WORK INSTRUCTION: Wherever a line of the records contains "filename", copy that line.

Stored items from a collection
::::::
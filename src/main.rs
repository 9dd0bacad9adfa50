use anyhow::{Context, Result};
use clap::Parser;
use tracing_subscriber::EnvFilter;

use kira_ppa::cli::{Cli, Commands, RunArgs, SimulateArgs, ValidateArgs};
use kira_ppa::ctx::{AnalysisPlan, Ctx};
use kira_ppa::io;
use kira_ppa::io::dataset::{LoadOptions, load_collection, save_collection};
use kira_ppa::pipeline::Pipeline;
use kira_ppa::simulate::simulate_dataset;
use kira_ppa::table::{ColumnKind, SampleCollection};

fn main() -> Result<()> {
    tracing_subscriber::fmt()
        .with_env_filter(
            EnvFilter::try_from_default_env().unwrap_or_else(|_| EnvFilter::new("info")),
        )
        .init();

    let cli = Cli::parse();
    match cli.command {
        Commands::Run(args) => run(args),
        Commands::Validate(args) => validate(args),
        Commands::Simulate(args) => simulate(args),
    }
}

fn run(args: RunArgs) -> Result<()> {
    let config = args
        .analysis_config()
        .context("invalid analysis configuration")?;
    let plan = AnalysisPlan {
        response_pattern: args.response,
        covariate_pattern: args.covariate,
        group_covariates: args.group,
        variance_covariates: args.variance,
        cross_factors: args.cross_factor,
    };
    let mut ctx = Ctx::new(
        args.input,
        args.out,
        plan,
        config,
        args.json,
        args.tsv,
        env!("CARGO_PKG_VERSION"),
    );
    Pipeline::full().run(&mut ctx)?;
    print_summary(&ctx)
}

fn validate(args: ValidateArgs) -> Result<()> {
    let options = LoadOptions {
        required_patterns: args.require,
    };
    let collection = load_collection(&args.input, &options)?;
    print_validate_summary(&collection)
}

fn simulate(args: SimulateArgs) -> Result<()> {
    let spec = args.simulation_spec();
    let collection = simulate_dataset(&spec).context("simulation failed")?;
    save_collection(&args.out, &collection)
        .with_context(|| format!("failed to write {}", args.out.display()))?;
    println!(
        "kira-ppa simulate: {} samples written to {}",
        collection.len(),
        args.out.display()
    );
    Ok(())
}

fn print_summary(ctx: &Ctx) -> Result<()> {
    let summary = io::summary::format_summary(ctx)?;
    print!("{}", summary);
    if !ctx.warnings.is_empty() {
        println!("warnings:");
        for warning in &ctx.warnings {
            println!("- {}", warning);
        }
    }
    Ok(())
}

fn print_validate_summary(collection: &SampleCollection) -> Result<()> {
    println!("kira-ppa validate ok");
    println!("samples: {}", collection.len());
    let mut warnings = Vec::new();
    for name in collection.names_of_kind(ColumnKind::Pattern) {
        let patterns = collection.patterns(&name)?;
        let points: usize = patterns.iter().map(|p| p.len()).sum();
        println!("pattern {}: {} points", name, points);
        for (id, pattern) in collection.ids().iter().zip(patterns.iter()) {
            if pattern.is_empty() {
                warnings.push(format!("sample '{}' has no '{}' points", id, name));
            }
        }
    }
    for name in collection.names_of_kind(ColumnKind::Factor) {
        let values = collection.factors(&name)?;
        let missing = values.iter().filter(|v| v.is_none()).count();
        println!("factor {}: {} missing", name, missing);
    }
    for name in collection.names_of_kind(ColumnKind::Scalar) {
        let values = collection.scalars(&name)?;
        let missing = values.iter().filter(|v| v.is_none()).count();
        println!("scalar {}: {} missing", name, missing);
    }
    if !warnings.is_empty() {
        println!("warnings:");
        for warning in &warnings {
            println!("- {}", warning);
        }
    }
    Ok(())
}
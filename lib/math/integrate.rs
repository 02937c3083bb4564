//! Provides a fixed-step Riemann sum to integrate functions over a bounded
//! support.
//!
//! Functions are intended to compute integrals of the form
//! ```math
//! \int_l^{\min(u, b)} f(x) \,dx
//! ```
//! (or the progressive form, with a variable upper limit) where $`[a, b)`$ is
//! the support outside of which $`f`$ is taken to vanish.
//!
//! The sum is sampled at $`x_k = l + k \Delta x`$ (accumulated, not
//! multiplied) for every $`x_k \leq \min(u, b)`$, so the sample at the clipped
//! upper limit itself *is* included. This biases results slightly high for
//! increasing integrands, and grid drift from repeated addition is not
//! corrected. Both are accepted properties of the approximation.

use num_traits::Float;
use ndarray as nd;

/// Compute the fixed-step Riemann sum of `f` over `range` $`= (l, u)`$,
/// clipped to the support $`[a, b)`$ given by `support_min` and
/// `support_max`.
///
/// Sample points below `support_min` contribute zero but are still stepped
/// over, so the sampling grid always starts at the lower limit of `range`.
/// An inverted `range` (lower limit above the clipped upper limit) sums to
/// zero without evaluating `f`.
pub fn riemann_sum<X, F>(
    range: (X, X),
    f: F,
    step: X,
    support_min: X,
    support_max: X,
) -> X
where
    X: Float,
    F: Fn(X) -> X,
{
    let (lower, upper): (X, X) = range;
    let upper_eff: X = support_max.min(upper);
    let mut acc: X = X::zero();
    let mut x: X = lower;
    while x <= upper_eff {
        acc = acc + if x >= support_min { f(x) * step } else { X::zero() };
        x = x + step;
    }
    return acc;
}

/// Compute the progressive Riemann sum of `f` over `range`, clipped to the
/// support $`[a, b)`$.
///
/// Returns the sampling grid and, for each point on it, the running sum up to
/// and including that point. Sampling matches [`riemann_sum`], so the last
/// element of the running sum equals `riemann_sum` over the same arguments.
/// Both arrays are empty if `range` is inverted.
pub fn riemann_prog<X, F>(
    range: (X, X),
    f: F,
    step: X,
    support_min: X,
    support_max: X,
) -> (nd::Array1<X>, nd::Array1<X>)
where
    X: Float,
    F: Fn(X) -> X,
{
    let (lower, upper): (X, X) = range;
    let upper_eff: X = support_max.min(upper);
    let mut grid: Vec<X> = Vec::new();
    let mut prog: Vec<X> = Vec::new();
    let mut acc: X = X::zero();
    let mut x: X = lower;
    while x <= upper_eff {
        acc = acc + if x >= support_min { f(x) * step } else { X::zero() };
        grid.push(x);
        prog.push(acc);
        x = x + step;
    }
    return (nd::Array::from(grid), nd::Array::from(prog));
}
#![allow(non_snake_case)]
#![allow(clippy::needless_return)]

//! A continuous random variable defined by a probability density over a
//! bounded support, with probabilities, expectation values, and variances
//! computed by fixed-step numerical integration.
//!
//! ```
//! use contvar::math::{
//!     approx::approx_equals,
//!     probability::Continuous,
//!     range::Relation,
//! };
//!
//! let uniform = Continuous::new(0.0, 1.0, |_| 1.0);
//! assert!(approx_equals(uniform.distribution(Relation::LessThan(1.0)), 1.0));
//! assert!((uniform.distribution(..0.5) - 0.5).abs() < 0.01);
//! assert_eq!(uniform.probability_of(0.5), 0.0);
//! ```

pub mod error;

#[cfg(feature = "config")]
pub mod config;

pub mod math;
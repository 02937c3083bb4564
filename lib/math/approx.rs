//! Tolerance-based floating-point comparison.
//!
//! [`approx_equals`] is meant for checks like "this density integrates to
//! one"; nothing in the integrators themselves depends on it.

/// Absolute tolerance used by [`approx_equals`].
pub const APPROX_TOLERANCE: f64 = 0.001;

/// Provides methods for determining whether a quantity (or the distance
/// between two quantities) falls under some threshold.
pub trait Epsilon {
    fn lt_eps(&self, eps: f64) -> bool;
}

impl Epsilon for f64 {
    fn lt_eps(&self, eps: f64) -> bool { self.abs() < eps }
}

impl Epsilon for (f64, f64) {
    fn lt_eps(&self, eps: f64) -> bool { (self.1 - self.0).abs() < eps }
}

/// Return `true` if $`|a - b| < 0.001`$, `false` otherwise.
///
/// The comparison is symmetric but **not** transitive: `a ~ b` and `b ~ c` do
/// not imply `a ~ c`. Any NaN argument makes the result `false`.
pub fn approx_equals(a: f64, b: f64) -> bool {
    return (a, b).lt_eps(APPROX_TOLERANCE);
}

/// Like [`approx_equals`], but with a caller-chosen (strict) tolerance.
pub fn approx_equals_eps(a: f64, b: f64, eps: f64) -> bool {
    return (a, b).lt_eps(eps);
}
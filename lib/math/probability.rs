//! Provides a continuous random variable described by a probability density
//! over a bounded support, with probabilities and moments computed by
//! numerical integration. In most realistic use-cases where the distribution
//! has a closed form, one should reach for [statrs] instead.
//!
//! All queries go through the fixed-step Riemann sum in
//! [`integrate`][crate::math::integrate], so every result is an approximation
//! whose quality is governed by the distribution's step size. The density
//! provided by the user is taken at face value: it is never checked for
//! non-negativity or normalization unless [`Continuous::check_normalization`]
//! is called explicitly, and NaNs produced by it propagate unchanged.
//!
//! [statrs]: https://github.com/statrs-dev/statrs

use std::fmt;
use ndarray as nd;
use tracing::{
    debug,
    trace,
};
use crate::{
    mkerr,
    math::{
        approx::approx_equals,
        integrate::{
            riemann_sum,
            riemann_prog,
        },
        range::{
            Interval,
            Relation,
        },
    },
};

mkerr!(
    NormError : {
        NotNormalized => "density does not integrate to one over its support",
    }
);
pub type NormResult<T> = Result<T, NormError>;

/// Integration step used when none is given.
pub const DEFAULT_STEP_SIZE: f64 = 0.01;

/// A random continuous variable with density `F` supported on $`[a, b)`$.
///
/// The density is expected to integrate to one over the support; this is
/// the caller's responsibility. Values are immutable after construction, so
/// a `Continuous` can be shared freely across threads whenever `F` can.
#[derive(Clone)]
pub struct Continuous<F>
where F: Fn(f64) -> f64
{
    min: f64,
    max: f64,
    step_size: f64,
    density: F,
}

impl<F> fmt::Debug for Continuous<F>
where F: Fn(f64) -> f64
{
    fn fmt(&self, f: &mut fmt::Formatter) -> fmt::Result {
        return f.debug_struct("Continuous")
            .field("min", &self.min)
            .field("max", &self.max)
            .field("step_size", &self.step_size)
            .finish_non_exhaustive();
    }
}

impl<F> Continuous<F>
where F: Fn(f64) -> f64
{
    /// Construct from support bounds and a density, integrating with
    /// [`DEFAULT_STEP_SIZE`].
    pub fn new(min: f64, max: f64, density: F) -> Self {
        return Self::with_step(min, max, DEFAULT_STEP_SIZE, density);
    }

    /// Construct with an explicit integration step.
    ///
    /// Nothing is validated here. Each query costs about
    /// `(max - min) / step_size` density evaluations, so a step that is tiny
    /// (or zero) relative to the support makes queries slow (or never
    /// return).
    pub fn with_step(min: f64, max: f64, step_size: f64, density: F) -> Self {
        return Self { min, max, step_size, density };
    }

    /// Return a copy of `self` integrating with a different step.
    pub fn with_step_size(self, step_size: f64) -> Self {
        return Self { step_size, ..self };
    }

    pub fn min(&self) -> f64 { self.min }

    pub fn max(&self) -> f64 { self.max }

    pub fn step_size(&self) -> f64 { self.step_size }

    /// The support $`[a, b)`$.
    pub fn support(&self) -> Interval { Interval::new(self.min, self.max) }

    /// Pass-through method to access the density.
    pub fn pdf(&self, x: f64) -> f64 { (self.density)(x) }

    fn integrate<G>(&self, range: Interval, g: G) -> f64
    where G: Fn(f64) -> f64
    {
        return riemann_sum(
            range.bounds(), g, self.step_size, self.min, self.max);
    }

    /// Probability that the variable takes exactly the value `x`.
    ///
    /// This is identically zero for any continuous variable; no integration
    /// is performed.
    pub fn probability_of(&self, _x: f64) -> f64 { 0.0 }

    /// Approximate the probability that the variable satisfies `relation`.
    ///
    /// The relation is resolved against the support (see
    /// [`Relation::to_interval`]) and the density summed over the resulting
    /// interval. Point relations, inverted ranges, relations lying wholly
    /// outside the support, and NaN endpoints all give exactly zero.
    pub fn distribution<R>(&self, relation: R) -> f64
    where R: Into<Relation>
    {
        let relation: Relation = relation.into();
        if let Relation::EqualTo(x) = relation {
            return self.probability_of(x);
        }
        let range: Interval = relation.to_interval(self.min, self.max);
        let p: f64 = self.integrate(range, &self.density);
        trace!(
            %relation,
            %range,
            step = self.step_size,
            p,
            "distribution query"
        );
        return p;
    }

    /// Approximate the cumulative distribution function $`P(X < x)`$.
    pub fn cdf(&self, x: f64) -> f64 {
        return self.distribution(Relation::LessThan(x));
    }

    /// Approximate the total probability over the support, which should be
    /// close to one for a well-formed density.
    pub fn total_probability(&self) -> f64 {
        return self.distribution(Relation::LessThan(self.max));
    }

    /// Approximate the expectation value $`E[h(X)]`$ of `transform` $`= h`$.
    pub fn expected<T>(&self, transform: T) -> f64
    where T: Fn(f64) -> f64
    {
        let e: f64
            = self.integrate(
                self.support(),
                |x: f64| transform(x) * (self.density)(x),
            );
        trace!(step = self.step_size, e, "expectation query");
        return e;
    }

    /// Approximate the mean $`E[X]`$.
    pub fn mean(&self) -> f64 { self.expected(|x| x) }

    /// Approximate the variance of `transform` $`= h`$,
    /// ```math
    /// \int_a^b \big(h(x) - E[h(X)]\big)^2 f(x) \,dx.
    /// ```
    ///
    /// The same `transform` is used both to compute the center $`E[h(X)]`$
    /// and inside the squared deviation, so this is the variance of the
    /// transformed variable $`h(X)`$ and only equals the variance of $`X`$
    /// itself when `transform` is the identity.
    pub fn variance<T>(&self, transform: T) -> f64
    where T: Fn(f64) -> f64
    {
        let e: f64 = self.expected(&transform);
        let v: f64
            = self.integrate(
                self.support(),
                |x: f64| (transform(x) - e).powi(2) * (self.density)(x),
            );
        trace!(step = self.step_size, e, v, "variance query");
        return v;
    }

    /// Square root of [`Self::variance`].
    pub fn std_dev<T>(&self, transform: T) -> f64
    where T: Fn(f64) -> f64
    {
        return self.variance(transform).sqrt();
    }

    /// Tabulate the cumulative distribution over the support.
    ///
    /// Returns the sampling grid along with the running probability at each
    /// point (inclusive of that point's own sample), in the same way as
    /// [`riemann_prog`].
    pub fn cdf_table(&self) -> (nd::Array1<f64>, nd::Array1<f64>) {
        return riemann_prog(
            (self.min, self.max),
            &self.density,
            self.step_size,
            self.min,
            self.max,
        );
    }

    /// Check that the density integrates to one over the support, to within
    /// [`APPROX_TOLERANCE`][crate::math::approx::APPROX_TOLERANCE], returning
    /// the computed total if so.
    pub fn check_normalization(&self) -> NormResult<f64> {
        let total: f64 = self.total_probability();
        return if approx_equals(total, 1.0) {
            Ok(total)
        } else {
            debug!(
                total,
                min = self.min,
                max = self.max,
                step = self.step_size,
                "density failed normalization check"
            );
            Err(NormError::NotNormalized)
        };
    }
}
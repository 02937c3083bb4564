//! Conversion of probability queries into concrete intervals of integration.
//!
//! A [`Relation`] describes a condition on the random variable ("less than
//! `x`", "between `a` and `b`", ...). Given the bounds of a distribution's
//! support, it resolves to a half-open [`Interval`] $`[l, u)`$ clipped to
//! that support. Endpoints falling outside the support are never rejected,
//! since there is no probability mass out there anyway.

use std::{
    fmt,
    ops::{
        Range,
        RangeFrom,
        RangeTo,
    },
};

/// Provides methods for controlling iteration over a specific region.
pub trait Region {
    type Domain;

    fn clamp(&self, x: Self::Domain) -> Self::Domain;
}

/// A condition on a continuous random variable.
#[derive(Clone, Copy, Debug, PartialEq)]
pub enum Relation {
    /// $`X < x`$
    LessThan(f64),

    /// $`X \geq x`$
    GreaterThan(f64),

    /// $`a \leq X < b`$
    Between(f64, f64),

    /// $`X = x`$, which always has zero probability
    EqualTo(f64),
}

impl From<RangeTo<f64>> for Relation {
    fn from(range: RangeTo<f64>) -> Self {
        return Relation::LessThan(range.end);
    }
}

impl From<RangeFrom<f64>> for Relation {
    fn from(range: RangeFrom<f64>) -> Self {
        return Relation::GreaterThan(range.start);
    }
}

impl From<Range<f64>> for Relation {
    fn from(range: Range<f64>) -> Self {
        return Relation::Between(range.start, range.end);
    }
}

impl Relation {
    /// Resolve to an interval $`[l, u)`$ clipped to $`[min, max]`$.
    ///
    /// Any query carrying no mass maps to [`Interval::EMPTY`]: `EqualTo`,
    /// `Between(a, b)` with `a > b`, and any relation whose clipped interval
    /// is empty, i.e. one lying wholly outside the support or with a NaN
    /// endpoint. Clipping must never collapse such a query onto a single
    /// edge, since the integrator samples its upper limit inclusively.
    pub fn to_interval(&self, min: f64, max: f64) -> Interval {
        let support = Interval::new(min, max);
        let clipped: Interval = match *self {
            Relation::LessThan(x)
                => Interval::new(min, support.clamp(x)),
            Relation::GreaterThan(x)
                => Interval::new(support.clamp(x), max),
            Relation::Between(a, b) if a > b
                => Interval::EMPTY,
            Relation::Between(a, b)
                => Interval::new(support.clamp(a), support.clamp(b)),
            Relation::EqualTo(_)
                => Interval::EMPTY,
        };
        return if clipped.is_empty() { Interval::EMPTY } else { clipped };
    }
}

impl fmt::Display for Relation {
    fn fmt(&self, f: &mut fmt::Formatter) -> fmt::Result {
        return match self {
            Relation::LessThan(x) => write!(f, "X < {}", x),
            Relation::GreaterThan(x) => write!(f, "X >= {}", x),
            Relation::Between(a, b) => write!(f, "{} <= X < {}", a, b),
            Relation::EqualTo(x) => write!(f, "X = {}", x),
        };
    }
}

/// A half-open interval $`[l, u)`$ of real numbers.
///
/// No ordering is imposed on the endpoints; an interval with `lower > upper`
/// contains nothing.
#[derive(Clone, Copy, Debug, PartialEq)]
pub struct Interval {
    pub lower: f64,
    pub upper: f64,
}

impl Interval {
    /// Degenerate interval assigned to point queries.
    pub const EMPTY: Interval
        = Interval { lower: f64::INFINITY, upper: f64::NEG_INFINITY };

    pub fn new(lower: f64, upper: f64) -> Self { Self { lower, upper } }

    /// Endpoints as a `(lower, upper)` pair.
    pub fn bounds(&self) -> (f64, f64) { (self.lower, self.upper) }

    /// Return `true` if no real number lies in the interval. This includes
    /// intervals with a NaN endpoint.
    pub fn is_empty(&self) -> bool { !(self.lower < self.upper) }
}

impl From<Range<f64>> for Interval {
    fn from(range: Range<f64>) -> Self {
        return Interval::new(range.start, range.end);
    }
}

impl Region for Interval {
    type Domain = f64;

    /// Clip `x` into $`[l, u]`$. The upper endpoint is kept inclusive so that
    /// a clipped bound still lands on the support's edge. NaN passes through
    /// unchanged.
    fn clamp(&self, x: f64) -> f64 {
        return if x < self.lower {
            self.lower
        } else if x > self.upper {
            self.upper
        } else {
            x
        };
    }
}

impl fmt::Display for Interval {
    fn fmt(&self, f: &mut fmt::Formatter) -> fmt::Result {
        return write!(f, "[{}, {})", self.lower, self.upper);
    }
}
::::::
TASK SOLUTION:
filename src/main.rs
filename lib/math/integrate.rs
filename lib/math/approx.rs
filename lib/math/probability.rs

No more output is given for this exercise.